Посланник улыбнулся.

— Англичане, — сказал он, — не знают настоящих условий жизни в Японии. Разумеется, у нас есть недавно разбогатевшие семьи и обедневшие старые фамилии, как и у вас в Англии. В некоторых отношениях наше общество такое же, как и ваше. В других, наоборот, оно очень отличается, так что вы могли бы растеряться от массы новых понятий, противоположных вашим.

Леди Эверингтон прервала эти размышления отчаянной попыткой добиться чего-нибудь от него внезапной атакой.

— Как интересно будет, — сказала она, — для Джеффри Баррингтона и его жены посетить Японию и узнать все это.

Посланник переменил положение:

— Не думаю, — сказал он, — не думаю, чтобы это было хорошо. Не надо, не позволяйте им этого.

— Но почему?

— Я говорю всем японцам, мужчинам и женщинам, которые долго жили за границей или женились там: не возвращайтесь в Японию. Япония — это маленький цветочный горшок, а чужой мир — большой сад. Если вы пересадите дерево из горшка в сад и дадите вырасти, его нельзя будет перенести обратно в горшок.

— Но в этом случае это ведь не единственная причина, — настаивала леди Эверингтон.

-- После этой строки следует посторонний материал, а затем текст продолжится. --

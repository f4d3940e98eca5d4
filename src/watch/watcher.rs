// src/watch/watcher.rs

use std::path::{Path, PathBuf};
use std::time::Duration;

use notify::{Config, Event, RecommendedWatcher, RecursiveMode, Watcher};
use tokio::sync::mpsc;
use tokio::time::{sleep_until, Instant};
use tracing::{debug, info, warn};

use crate::engine::RuntimeEvent;
use crate::errors::{Result, WatchrunError};
use crate::watch::event_handler::matching_path;
use crate::watch::patterns::WatchSpec;

/// Handle for the filesystem watcher.
///
/// Keeps the underlying `RecommendedWatcher` alive; dropping the handle stops
/// file watching.
pub struct WatcherHandle {
    _inner: RecommendedWatcher,
}

impl std::fmt::Debug for WatcherHandle {
    fn fmt(&self, f: &mut std::fmt::Formatter<'_>) -> std::fmt::Result {
        f.debug_struct("WatcherHandle").finish_non_exhaustive()
    }
}

/// Start watching every directory `spec` needs and forward matching
/// changes to the runtime as `RuntimeEvent::Triggered`.
///
/// - `root` is the project root against which all glob patterns are
///   evaluated.
/// - `debounce`, when set, coalesces all matching events that arrive within
///   that window after the first one into a single trigger.
///
/// Fails with `WatchrunError::SetupError` before any event is delivered if
/// the root or a watched directory does not exist or the notifier refuses
/// it. Must be called from within a Tokio runtime.
pub fn spawn_watcher(
    root: impl Into<PathBuf>,
    spec: WatchSpec,
    runtime_tx: mpsc::Sender<RuntimeEvent>,
    debounce: Option<Duration>,
) -> Result<WatcherHandle> {
    if let Some(window) = debounce {
        if Instant::now().checked_add(window).is_none() {
            return Err(WatchrunError::ConfigError(format!(
                "debounce window of {}s is too large",
                window.as_secs()
            )));
        }
    }

    let root = root.into();
    let root = root
        .canonicalize()
        .map_err(|e| WatchrunError::setup(&root, e))?;

    // Channel from the blocking notify callback into the async world.
    let (event_tx, event_rx) = mpsc::unbounded_channel::<Event>();

    let mut watcher = RecommendedWatcher::new(
        move |res: notify::Result<Event>| match res {
            Ok(event) => {
                if event_tx.send(event).is_err() {
                    debug!("watch event receiver dropped");
                }
            }
            Err(err) => warn!(error = %err, "file watch error"),
        },
        Config::default(),
    )
    .map_err(|e| WatchrunError::setup(&root, e))?;

    for target in spec.watch_targets() {
        let dir = root.join(&target.dir);
        if !dir.is_dir() {
            return Err(WatchrunError::setup(dir, "directory does not exist"));
        }
        let mode = if target.recursive {
            RecursiveMode::Recursive
        } else {
            RecursiveMode::NonRecursive
        };
        watcher
            .watch(&dir, mode)
            .map_err(|e| WatchrunError::setup(&dir, e))?;
        info!(dir = ?dir, recursive = target.recursive, "watching directory");
    }

    info!(patterns = ?spec.patterns(), root = ?root, "file watcher started");

    tokio::spawn(forward_events(root, spec, event_rx, runtime_tx, debounce));

    Ok(WatcherHandle { _inner: watcher })
}

/// Consume notify events and send one trigger per matching change (or per
/// coalesced burst).
async fn forward_events(
    root: PathBuf,
    spec: WatchSpec,
    mut event_rx: mpsc::UnboundedReceiver<Event>,
    runtime_tx: mpsc::Sender<RuntimeEvent>,
    debounce: Option<Duration>,
) {
    while let Some(event) = event_rx.recv().await {
        debug!(?event, "received notify event");

        let Some(path) = matching_path(&root, &spec, &event) else {
            continue;
        };

        if let Some(window) = debounce {
            let coalesced = drain_window(&root, &spec, &mut event_rx, window).await;
            if coalesced > 0 {
                debug!(path = %path, coalesced, "coalesced burst into one trigger");
            }
        }

        debug!(path = %path, "watch match -> trigger");
        if runtime_tx.send(RuntimeEvent::file_changed(path)).await.is_err() {
            // The runtime is gone; nothing left to notify.
            debug!("runtime channel closed; stopping watcher loop");
            return;
        }
    }

    debug!("watcher event loop finished");
}

/// Swallow events until `window` has elapsed; returns how many of them
/// matched `spec`.
async fn drain_window(
    root: &Path,
    spec: &WatchSpec,
    event_rx: &mut mpsc::UnboundedReceiver<Event>,
    window: Duration,
) -> usize {
    let Some(deadline) = Instant::now().checked_add(window) else {
        warn!(window = ?window, "debounce window overflows the clock; not coalescing");
        return 0;
    };
    let mut coalesced = 0;

    loop {
        tokio::select! {
            _ = sleep_until(deadline) => break,
            next = event_rx.recv() => match next {
                Some(event) => {
                    if matching_path(root, spec, &event).is_some() {
                        coalesced += 1;
                    }
                }
                None => break,
            },
        }
    }

    coalesced
}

— Да, есть и другие, — закончил посланник и поднялся с софы, показывая этим, что объяснения закончены.

Чета новобрачных уехала в автомобиле в Фоксон, осыпанная на прощание рисом; сзади болталась приносящая счастье белая туфля.

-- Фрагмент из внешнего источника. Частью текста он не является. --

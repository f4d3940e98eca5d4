// src/exec/result.rs

use std::time::Duration;

/// One run handed from the core to the executor.
#[derive(Debug, Clone, PartialEq, Eq)]
pub struct RunRequest {
    pub run_id: u64,
    pub cmd: String,
}

/// How a run ended.
#[derive(Debug, Clone, PartialEq, Eq)]
pub enum RunOutcome {
    Success,
    /// Non-zero exit. `-1` when the process was killed by a signal or could
    /// not be waited on.
    Failed(i32),
    /// The shell could not be started at all.
    SpawnFailed(String),
}

/// Record of a single command execution. Output is streamed to the
/// terminal, so only the outcome and timing are kept.
#[derive(Debug, Clone, PartialEq, Eq)]
pub struct RunResult {
    pub run_id: u64,
    pub cmd: String,
    pub outcome: RunOutcome,
    pub elapsed: Duration,
}
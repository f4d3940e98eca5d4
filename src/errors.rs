// src/errors.rs

//! Crate-wide error type and result alias.

use std::path::PathBuf;

use thiserror::Error;

#[derive(Error, Debug)]
pub enum WatchrunError {
    #[error("Configuration error: {0}")]
    ConfigError(String),

    #[error("Unknown task: {0}")]
    UnknownTask(String),

    /// Filesystem monitoring could not be established. Fatal at startup.
    #[error("Watch setup failed for {path:?}: {reason}")]
    SetupError { path: PathBuf, reason: String },

    /// The command for a single trigger could not be started. The watcher
    /// keeps running after reporting it.
    #[error("Failed to spawn `{cmd}`: {source}")]
    SpawnError {
        cmd: String,
        #[source]
        source: std::io::Error,
    },

    #[error("IO error: {0}")]
    IoError(#[from] std::io::Error),

    #[error("TOML parsing error: {0}")]
    TomlError(#[from] toml::de::Error),

    #[error(transparent)]
    Other(#[from] anyhow::Error),
}

impl WatchrunError {
    pub(crate) fn setup(path: impl Into<PathBuf>, reason: impl ToString) -> Self {
        WatchrunError::SetupError {
            path: path.into(),
            reason: reason.to_string(),
        }
    }
}

pub use anyhow::Error;
pub type Result<T> = std::result::Result<T, WatchrunError>;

После ухода гостей леди Эверингтон скрылась в своем будуаре и там, на широком диване, разразилась рыданиями. Без сомнения, она переутомилась; но тяжело было и сознавать, что она ошиблась, и чувствовать, что пожертвовала при этом лучшим другом, самым ценным человеком из всех, посещавших ее дом. Мрачное облачко тайны нависло над молодой четой, одна из тех зловещих тайн, которые путешественники привозили на родину с Востока, — проклятие божества, скрытую отраву, ужасную болезнь.

Было бы так естественно посетить им обоим Японию и познакомиться со своей другой семьей. Но оба, сэр Ральф Кэрнс и граф Саито, единственные, кто знал сегодня кое-что о действительном положении дел, настаивали, что такое посещение было бы роковым. И кто были эти Фудзинами, которых граф Саито знал, но делал вид, что не знает. Как она, всегда такая осторожная в том, что касалось общества, сочла все улаженным именно потому, что Асако была японкой?

Глава II

Медовый месяц

Утром, проснувшись,

Не трону я гребнем волос:

Для них изголовьем

Была, их касалась рука

Нежно любимого.

Баррингтоны покинули Англию для продолжительного свадебного путешествия; Джеффри мог теперь привести в исполнение свой любимый проект поездки за границу. Так попали они в число англичан вне Англии, которых беспокойная потребность движения переносит с места на место между Парижем и Нилом. Джеффри отказался от военной службы. Друзья его находили это ошибкой. Бросать начатую карьеру, даже если она не соответствует стремлениям, — серьезная ампутация и влечет за собой нечто вроде духовного кровотечения. Он отказался и от предложения отца поселиться в его поместье, потому что лорд Брэндан был неприятным старым джентльменом, любителем местных трактиров и трактирных девушек. Его сын хотел держать свою молодую жену как можно дальше от сцен, которых сам искренне стыдился.